An assessment of current superannuation data performed by SuperConcepts has shown a noticeable preference that has emerged among SMSF establishments to have the fund service a smaller number of members.
Speaking at the Accounting Business Expo 2023 in Melbourne last week, SuperConcepts SMSF support executive manager Nicholas Ali told delegates: “We haven’t seen much uptake or interest in six-member funds. So [the records show] four or more members [only account for] 3 per cent of our client base. The vast majority are two-member funds.
“But a trend that we are seeing is [a rise in the number of] single-member funds.
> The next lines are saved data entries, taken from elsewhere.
use std::sync::Arc;

use crate::audio::decode::{AudioPcm, decode_narration};
use crate::audio::narration::{NarrationRequest, NarrationSource};
use crate::foundation::cancel::CancelToken;
use crate::foundation::error::{StoryreelError, StoryreelResult};
use crate::foundation::math::clamp01;
use crate::scene::model::{Scene, SceneId};

/// One scene's narration placed on the master timeline.
#[derive(Clone, Debug)]
pub struct AudioSegment {
    /// Scene the segment narrates.
    pub scene_id: SceneId,
    /// Position of the scene in the project.
    pub scene_index: usize,
    /// Decoded narration, shared with the audio graph.
    pub pcm: Arc<AudioPcm>,
    /// Absolute start in seconds.
    pub start: f64,
    /// Intrinsic duration of `pcm` in seconds.
    pub duration: f64,
}

impl AudioSegment {
    /// Absolute end in seconds (exclusive).
    pub fn end(&self) -> f64 {
        self.start + self.duration
    }

    /// Whether `t` lies in `[start, end)`.
    pub fn contains(&self, t: f64) -> bool {
        t >= self.start && t < self.end()
    }

    /// Normalized progress `clamp((t - start) / duration, 0, 1)`.
    pub fn progress(&self, t: f64) -> f64 {
        if self.duration <= 0.0 {
            return 1.0;
        }
        clamp01((t - self.start) / self.duration)
    }

    /// Seconds elapsed inside the segment, clamped to `[0, duration]`.
    pub fn elapsed(&self, t: f64) -> f64 {
        (t - self.start).clamp(0.0, self.duration.max(0.0))
    }
}

/// Where a timeline position lands.
#[derive(Clone, Copy, Debug, PartialEq)]
pub struct TimelineCursor {
    /// Index of the active segment.
    pub index: usize,
    /// Seconds elapsed inside the active segment.
    pub elapsed: f64,
    /// Normalized progress inside the active segment.
    pub progress: f64,
}

/// Ordered, contiguous narration segments.
#[derive(Clone, Debug, Default)]
pub struct Timeline {
    segments: Vec<AudioSegment>,
    total: f64,
}

impl Timeline {
    /// Lay out decoded narration back to back, in the given order.
    pub fn from_decoded(items: impl IntoIterator<Item = (SceneId, AudioPcm)>) -> Self {
        let mut segments = Vec::new();
        let mut accumulated = 0.0f64;
        for (scene_index, (scene_id, pcm)) in items.into_iter().enumerate() {
            let duration = pcm.duration_secs();
            segments.push(AudioSegment {
                scene_id,
                scene_index,
                pcm: Arc::new(pcm),
                start: accumulated,
                duration,
            });
            accumulated += duration;
        }
        Self {
            segments,
            total: accumulated,
        }
    }

    /// All segments in start order.
    pub fn segments(&self) -> &[AudioSegment] {
        &self.segments
    }

    /// Sum of all segment durations.
    pub fn total_duration(&self) -> f64 {
        self.total
    }

    /// Whether the timeline has no segments.
    pub fn is_empty(&self) -> bool {
        self.segments.is_empty()
    }

    /// Index of the segment whose `[start, end)` contains `t`.
    pub fn segment_at(&self, t: f64) -> Option<usize> {
        if !t.is_finite() {
            return None;
        }
        let after = self.segments.partition_point(|s| s.start <= t);
        let idx = after.checked_sub(1)?;
        self.segments[idx].contains(t).then_some(idx)
    }

    /// Active segment for rendering.
    ///
    /// Positions before the first start map to the first segment at progress 0; positions at or
    /// after the end map to the last segment frozen at progress 1. Returns `None` only for an
    /// empty timeline.
    pub fn resolve(&self, t: f64) -> Option<TimelineCursor> {
        let last = self.segments.len().checked_sub(1)?;
        let index = if t.is_nan() || t < 0.0 {
            0
        } else if t >= self.total {
            last
        } else {
            self.segment_at(t).unwrap_or(last)
        };
        let seg = &self.segments[index];
        let t = if t.is_nan() { seg.start } else { t };
        Some(TimelineCursor {
            index,
            elapsed: seg.elapsed(t),
            progress: seg.progress(t),
        })
    }

    /// Progress of segment `index` at `t`.
    pub fn progress(&self, index: usize, t: f64) -> Option<f64> {
        self.segments.get(index).map(|s| s.progress(t))
    }
}

/// Build the timeline by requesting and decoding narration for every scene, in order.
///
/// The first failing scene aborts the whole build with [`StoryreelError::TimelineBuild`]; no
/// partial timeline is returned. `cancel` is checked before each narration request.
#[tracing::instrument(skip_all, fields(scenes = scenes.len()))]
pub fn build_timeline(
    scenes: &[Scene],
    source: &dyn NarrationSource,
    language: &str,
    voice: &str,
    cancel: &CancelToken,
) -> StoryreelResult<Timeline> {
    let mut decoded = Vec::with_capacity(scenes.len());
    for (scene_index, scene) in scenes.iter().enumerate() {
        cancel.check()?;
        let req = NarrationRequest {
            scene_id: &scene.id,
            script: &scene.script,
            language,
            voice,
        };
        let pcm = source
            .synthesize(&req)
            .and_then(|audio| decode_narration(&audio.bytes, audio.encoding))
            .map_err(|e| match e {
                StoryreelError::Cancelled => StoryreelError::Cancelled,
                other => StoryreelError::timeline_build(scene_index, scene.id.as_str(), other),
            })?;
        tracing::debug!(
            scene = %scene.id,
            secs = pcm.duration_secs(),
            rate = pcm.sample_rate,
            "narration decoded"
        );
        decoded.push((scene.id.clone(), pcm));
    }
    let timeline = Timeline::from_decoded(decoded);
    tracing::info!(total_secs = timeline.total_duration(), "timeline built");
    Ok(timeline)
}

#[cfg(test)]
#[path = "../../tests/unit/audio/timeline.rs"]
mod tests;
“A lot of people who are setting up self-managed superannuation funds are single members.”
According to Ali, situations where one member of a two-member fund passes away leaving the SMSF to continue as a single-member fund is contributing to the shift, but not in a significant manner.
“What we see generally is [where] there is one surviving spouse [from a two-member SMSF] they tend to rotate into an industry fund rather than maintain their self-manage super fund,” he said.
Subsequently he provided an insight into where the rise in single-member SMSFs is coming from.
“Most of those single-member funds are [being generated] by younger people setting up self-managed super funds and they are the sole member [of the SMSF] and sole director of the corporate trustee,” he noted.
With regard to the size of SMSFs, he confirmed there was a noticeable pattern as well.
“Larger SMSFs are proliferating and that’s where we see the growth in the size market is at the bigger end of the SMSF [sector],” he said.
He pointed out the ATO statistics reflecting individual member balances supported this observation.
“If you look at the data, there is 1 per cent of SMSFs with over $5 million of assets, 5 per cent with assets between $2 million and $5 million, and 13 per cent with assets between $1 million and $2 million, so that makes up 19 per cent [of the assets held in the sector],” he noted.
“That number has increased by 33 per cent over the last five years so again we’re seeing much larger funds and much larger member balances in the self-managed superannuation fund system.”